The buildings’ previous owner, an LLC connected to the PriceMgmt Co., had sought to demolish it in 2022. But in 2022, urged on by preservationists and neighbors, the Kansas City Council took the highly unusual step of going against the owners’ wishes, and voted to offer the buildings limited protections by placing them on the Kansas City Register of Historic Places.
In September 2024, however, a new owner, Thirty-First and Main Properties, LLC, took possession. A principal partner in the company, Thomas Feyerabend, Jr., is a current owner of the neighboring Union Hill Animal Hospital, 3025 Main St., feet away from the historic corner.
Feyerabend said the company’s prime intention is to expand the animal hospital into a new and larger, 10,000-square-foot space, as part of a larger development.

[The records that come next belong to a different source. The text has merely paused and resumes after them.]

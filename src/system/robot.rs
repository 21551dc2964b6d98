//! The robot value
//!
//! Owns every hardware collaborator the control activities need. Activities are
//! `impl` blocks on [`Robot`] in [`crate::task`] and take `&mut self`, so only
//! one of them can drive the motors at a time.

use embedded_hal_async::delay::DelayNs;

use crate::system::{
    config::RobotConfig,
    error::Result,
    hardware::{DriveMotor, DriveTrain, EncoderPair, Photocell, PositionSensor, ServoActuator, ServoPair, WheelEncoder},
    pose::RobotPose,
};

pub struct Robot<M, E, P, C, D, S> {
    pub(crate) drive: DriveTrain<M>,
    pub(crate) encoders: EncoderPair<E>,
    pub(crate) rps: P,
    pub(crate) cds: C,
    pub(crate) servos: ServoPair<S>,
    pub(crate) delay: D,
    pub(crate) config: RobotConfig,
}

impl<M, E, P, C, D, S> Robot<M, E, P, C, D, S>
where
    M: DriveMotor,
    E: WheelEncoder,
    P: PositionSensor,
    C: Photocell,
    D: DelayNs,
    S: ServoActuator,
{
    /// Bundle the hardware, rejecting a config that fails validation
    pub fn new(
        drive: DriveTrain<M>,
        encoders: EncoderPair<E>,
        rps: P,
        cds: C,
        servos: ServoPair<S>,
        delay: D,
        config: RobotConfig,
    ) -> Result<Self> {
        config.validate()?;
        let mut robot = Self {
            drive,
            encoders,
            rps,
            cds,
            servos,
            delay,
            config,
        };
        robot.drive.stop();
        Ok(robot)
    }

    /// Latest RPS reading, which may be the lost sentinel
    pub fn pose(&mut self) -> RobotPose {
        self.rps.pose()
    }

    pub fn stop(&mut self) {
        self.drive.stop();
    }
}
//! RP2350 adapters for the control core's hardware traits

pub mod encoders;
pub mod motors;
pub mod photocell;
pub mod resources;
pub mod rps;
pub mod servos;

/// Failures while bringing up the board
#[derive(Debug, Clone, Copy, PartialEq, Eq, defmt::Format)]
pub enum BoardError {
    /// A PWM slice did not hand out both channels
    PwmChannel,
    /// The TB6612FNG driver refused its initial state
    MotorDriver,
    /// A servo calibration was rejected
    Servo,
}
//! Correction targets and tolerance bands

use libm::fabsf;

use crate::system::{
    error::{Error, Result},
    pose::{heading_error, normalize_heading, RobotPose},
};

/// Which RPS value a correction works on
#[derive(Debug, Clone, Copy, PartialEq, Eq)]
#[cfg_attr(feature = "defmt", derive(defmt::Format))]
pub enum Axis {
    X,
    Y,
    Heading,
}

impl Axis {
    /// Read this axis out of a pose
    pub fn read(self, pose: &RobotPose) -> f32 {
        match self {
            Axis::X => pose.x,
            Axis::Y => pose.y,
            Axis::Heading => pose.heading,
        }
    }
}

/// Goal of one correction call
///
/// Relative targets are measured from an origin the caller captured earlier,
/// usually a landmark from the calibration baseline.
#[derive(Debug, Clone, Copy, PartialEq)]
#[cfg_attr(feature = "defmt", derive(defmt::Format))]
pub enum Target {
    AbsoluteX(f32),
    AbsoluteY(f32),
    RelativeX { origin: f32, delta: f32 },
    RelativeY { origin: f32, delta: f32 },
    Heading(f32),
}

impl Target {
    pub fn axis(&self) -> Axis {
        match self {
            Target::AbsoluteX(_) | Target::RelativeX { .. } => Axis::X,
            Target::AbsoluteY(_) | Target::RelativeY { .. } => Axis::Y,
            Target::Heading(_) => Axis::Heading,
        }
    }

    /// Resolved goal value; headings are wrapped into `[0, 360)`
    pub fn goal(&self) -> f32 {
        match *self {
            Target::AbsoluteX(value) | Target::AbsoluteY(value) => value,
            Target::RelativeX { origin, delta } | Target::RelativeY { origin, delta } => origin + delta,
            Target::Heading(value) => normalize_heading(value),
        }
    }

    /// Signed error `current - goal`
    ///
    /// Headings use the shortest angular distance, see [`heading_error`].
    pub fn error(&self, pose: &RobotPose) -> f32 {
        let current = self.axis().read(pose);
        match self.axis() {
            Axis::Heading => heading_error(current, self.goal()),
            Axis::X | Axis::Y => current - self.goal(),
        }
    }
}

/// Acceptance half-width around a target
///
/// Strictly positive. Sized to absorb RPS jitter, so it is never zero.
#[derive(Debug, Clone, Copy, PartialEq, PartialOrd)]
#[cfg_attr(feature = "defmt", derive(defmt::Format))]
pub struct Tolerance(f32);

impl Tolerance {
    /// Default band for X and Y corrections, in inches
    pub const LINEAR: Tolerance = Tolerance(0.2);
    /// Default band for heading corrections, in degrees
    pub const HEADING: Tolerance = Tolerance(1.0);

    pub fn new(width: f32) -> Result<Self> {
        if width.is_finite() && width > 0.0 {
            Ok(Self(width))
        } else {
            Err(Error::InvalidTolerance)
        }
    }

    pub fn width(self) -> f32 {
        self.0
    }

    /// True when `error` lies inside the band, edges included
    pub fn contains(self, error: f32) -> bool {
        fabsf(error) <= self.0
    }
}
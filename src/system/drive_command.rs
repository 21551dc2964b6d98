//! Drive commands
//!
//! A [`DriveCommand`] holds one signed percent power per wheel. The chassis has
//! the right-hand motors mounted mirrored, so driving straight means opposite
//! signs on the two sides and rotating in place means the same sign on all
//! four.

/// Largest power magnitude a motor accepts
pub const MAX_PERCENT: f32 = 100.0;

/// Straight-line travel direction
#[derive(Debug, Clone, Copy, PartialEq, Eq)]
#[cfg_attr(feature = "defmt", derive(defmt::Format))]
pub enum Direction {
    Forward,
    Backward,
}

/// In-place rotation direction
#[derive(Debug, Clone, Copy, PartialEq, Eq)]
#[cfg_attr(feature = "defmt", derive(defmt::Format))]
pub enum Rotation {
    /// Counterclockwise, heading increases
    Left,
    /// Clockwise, heading decreases
    Right,
}

/// Signed percent power for each wheel
#[derive(Debug, Clone, Copy, PartialEq, Default)]
#[cfg_attr(feature = "defmt", derive(defmt::Format))]
pub struct DriveCommand {
    pub left_front: f32,
    pub right_front: f32,
    pub left_back: f32,
    pub right_back: f32,
}

impl DriveCommand {
    /// All motors off
    pub const fn stop() -> Self {
        Self {
            left_front: 0.0,
            right_front: 0.0,
            left_back: 0.0,
            right_back: 0.0,
        }
    }

    pub fn straight(direction: Direction, percent: f32) -> Self {
        let power = clamp_percent(percent);
        let power = match direction {
            Direction::Forward => power,
            Direction::Backward => -power,
        };
        Self {
            left_front: power,
            right_front: -power,
            left_back: power,
            right_back: -power,
        }
    }

    pub fn rotate(rotation: Rotation, percent: f32) -> Self {
        let power = clamp_percent(percent);
        let power = match rotation {
            Rotation::Left => -power,
            Rotation::Right => power,
        };
        Self {
            left_front: power,
            right_front: power,
            left_back: power,
            right_back: power,
        }
    }

    pub fn is_stopped(&self) -> bool {
        self.left_front == 0.0 && self.right_front == 0.0 && self.left_back == 0.0 && self.right_back == 0.0
    }
}

/// Clamp into `[-100, 100]`, mapping NaN to zero
pub fn clamp_percent(percent: f32) -> f32 {
    if percent.is_nan() {
        0.0
    } else {
        percent.clamp(-MAX_PERCENT, MAX_PERCENT)
    }
}
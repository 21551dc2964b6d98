pub mod correction;
pub mod light;
pub mod motion;
pub mod servo;
//! Error types
//!
//! Every polling loop in the crate is bounded, so the failures a caller can see
//! are either a rejected configuration or a budget that ran out before the goal
//! was reached.

use core::fmt;

use crate::system::target::Axis;

/// Crate-wide result alias
pub type Result<T, E = Error> = core::result::Result<T, E>;

/// Everything that can go wrong in the control core
#[derive(Debug, Clone, Copy, PartialEq)]
#[cfg_attr(feature = "defmt", derive(defmt::Format))]
pub enum Error {
    /// Tolerance was zero, negative or not a number
    InvalidTolerance,
    /// Calibration baseline holds a value that cannot be used
    InvalidCalibration,
    /// A configuration struct failed validation
    InvalidConfig,
    /// Correction ran out of steps before the reading entered the tolerance band
    TargetNotReached {
        /// Axis that was being corrected
        axis: Axis,
        /// Signed error (`current - target`) at the last valid reading
        error: f32,
    },
    /// The position signal did not come back within the hold budget
    SignalLost {
        /// Number of polls spent waiting
        polls: u32,
    },
    /// Open-loop move ran out of polls before both encoders reached the target
    MoveIncomplete {
        target_counts: u32,
        front_left: u32,
        back_right: u32,
    },
    /// An RPS frame could not be parsed
    BadFrame,
}

impl fmt::Display for Error {
    fn fmt(&self, f: &mut fmt::Formatter<'_>) -> fmt::Result {
        match self {
            Error::InvalidTolerance => f.write_str("tolerance must be a positive, finite value"),
            Error::InvalidCalibration => f.write_str("calibration baseline is not usable"),
            Error::InvalidConfig => f.write_str("configuration is not valid"),
            Error::TargetNotReached { axis, error } => {
                write!(f, "{axis:?} correction gave up {error} away from target")
            }
            Error::SignalLost { polls } => write!(f, "position signal lost for {polls} polls"),
            Error::MoveIncomplete {
                target_counts,
                front_left,
                back_right,
            } => write!(
                f,
                "move stopped short of {target_counts} counts (FL {front_left}, BR {back_right})"
            ),
            Error::BadFrame => f.write_str("malformed RPS frame"),
        }
    }
}
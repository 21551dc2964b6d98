//! Hardware seams
//!
//! The control core never touches a peripheral directly. The board binary
//! implements these traits on top of embassy-rp drivers; the integration tests
//! implement them on a simulated course.

use crate::system::{drive_command::DriveCommand, pose::RobotPose};

/// Absolute position system (RPS) reader
pub trait PositionSensor {
    fn x(&mut self) -> f32;
    fn y(&mut self) -> f32;
    fn heading(&mut self) -> f32;

    /// Full reading. Implementations with an atomic snapshot should override this.
    fn pose(&mut self) -> RobotPose {
        RobotPose::new(self.x(), self.y(), self.heading())
    }
}

/// One motor channel driven by signed percent power
pub trait DriveMotor {
    /// `percent` is in `[-100, 100]`; positive spins the shaft forward
    fn set_percent(&mut self, percent: f32);

    fn stop(&mut self) {
        self.set_percent(0.0);
    }
}

/// Shaft encoder counting edges since the last reset
pub trait WheelEncoder {
    fn reset_count(&mut self);
    fn count(&mut self) -> u32;
}

/// CdS cell voltage; lower values mean more light
pub trait Photocell {
    fn value(&mut self) -> f32;
}

/// Position servo
pub trait ServoActuator {
    fn set_degree(&mut self, degree: f32);

    /// Stop holding position so the servo goes limp
    fn release(&mut self);
}

/// The four drive motors
pub struct DriveTrain<M> {
    pub left_front: M,
    pub right_front: M,
    pub left_back: M,
    pub right_back: M,
}

impl<M: DriveMotor> DriveTrain<M> {
    pub fn new(left_front: M, right_front: M, left_back: M, right_back: M) -> Self {
        Self {
            left_front,
            right_front,
            left_back,
            right_back,
        }
    }

    pub fn apply(&mut self, command: DriveCommand) {
        trace!(
            "drive lf={} rf={} lb={} rb={}",
            command.left_front,
            command.right_front,
            command.left_back,
            command.right_back
        );
        self.left_front.set_percent(command.left_front);
        self.right_front.set_percent(command.right_front);
        self.left_back.set_percent(command.left_back);
        self.right_back.set_percent(command.right_back);
    }

    pub fn stop(&mut self) {
        self.left_front.stop();
        self.right_front.stop();
        self.left_back.stop();
        self.right_back.stop();
    }
}

/// The two encoders a move is measured with, on diagonally opposite wheels
pub struct EncoderPair<E> {
    pub front_left: E,
    pub back_right: E,
}

impl<E: WheelEncoder> EncoderPair<E> {
    pub fn new(front_left: E, back_right: E) -> Self {
        Self { front_left, back_right }
    }

    pub fn reset(&mut self) {
        self.front_left.reset_count();
        self.back_right.reset_count();
    }

    /// `(front_left, back_right)`
    pub fn counts(&mut self) -> (u32, u32) {
        (self.front_left.count(), self.back_right.count())
    }
}

/// Arm and lever servos
pub struct ServoPair<S> {
    pub arm: S,
    pub lever: S,
}

impl<S: ServoActuator> ServoPair<S> {
    pub fn new(arm: S, lever: S) -> Self {
        Self { arm, lever }
    }

    pub fn release(&mut self) {
        self.arm.release();
        self.lever.release();
    }
}
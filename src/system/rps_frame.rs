//! RPS text frames
//!
//! The position system sends one line per reading: `x,y,heading\n`, decimal
//! floats, optional surrounding whitespace. A lost signal is sent as a
//! negative X and is passed through unchanged; callers check
//! [`RobotPose::is_valid`].

use crate::system::{
    error::{Error, Result},
    pose::RobotPose,
};

/// Parse one frame without its line terminator
pub fn parse(line: &str) -> Result<RobotPose> {
    let mut fields = line.trim().split(',').map(|field| field.trim().parse::<f32>());
    let (Some(Ok(x)), Some(Ok(y)), Some(Ok(heading)), None) =
        (fields.next(), fields.next(), fields.next(), fields.next())
    else {
        return Err(Error::BadFrame);
    };
    Ok(RobotPose::new(x, y, heading))
}

/// Collects UART bytes into frames
///
/// Lines longer than `N` bytes are reported as [`Error::BadFrame`] once their
/// terminator arrives.
pub struct FrameAssembler<const N: usize> {
    buffer: [u8; N],
    len: usize,
    overflowed: bool,
}

impl<const N: usize> Default for FrameAssembler<N> {
    fn default() -> Self {
        Self::new()
    }
}

impl<const N: usize> FrameAssembler<N> {
    pub const fn new() -> Self {
        Self {
            buffer: [0; N],
            len: 0,
            overflowed: false,
        }
    }

    /// Feed one byte, getting a result back whenever a line completes
    pub fn push(&mut self, byte: u8) -> Option<Result<RobotPose>> {
        match byte {
            b'\n' => {
                let result = if self.overflowed {
                    Err(Error::BadFrame)
                } else {
                    core::str::from_utf8(&self.buffer[..self.len])
                        .map_err(|_| Error::BadFrame)
                        .and_then(parse)
                };
                self.len = 0;
                self.overflowed = false;
                Some(result)
            }
            b'\r' => None,
            _ if self.len < N => {
                self.buffer[self.len] = byte;
                self.len += 1;
                None
            }
            _ => {
                self.overflowed = true;
                None
            }
        }
    }
}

In both written statements and interviews, Feyerabend has said that the company looked into the cost and feasibility of restoring the buildings, perhaps using the facades, in league with fresh development.
“Developer interest for restoration was not found,” the company wrote in a September press statement, “and the engineer assessments were disturbing, including meeting 19 of the 20 conditions for a dangerous building in the City’s code.”
Two of the structures, including the 1905 limestone Ward building, have already been demolished. Because the Jeserich building is in such precarious condition, and close to the new streetcar stop, special care will be needed to take it down, working brick-by-brick in the building’s interior before it can be razed.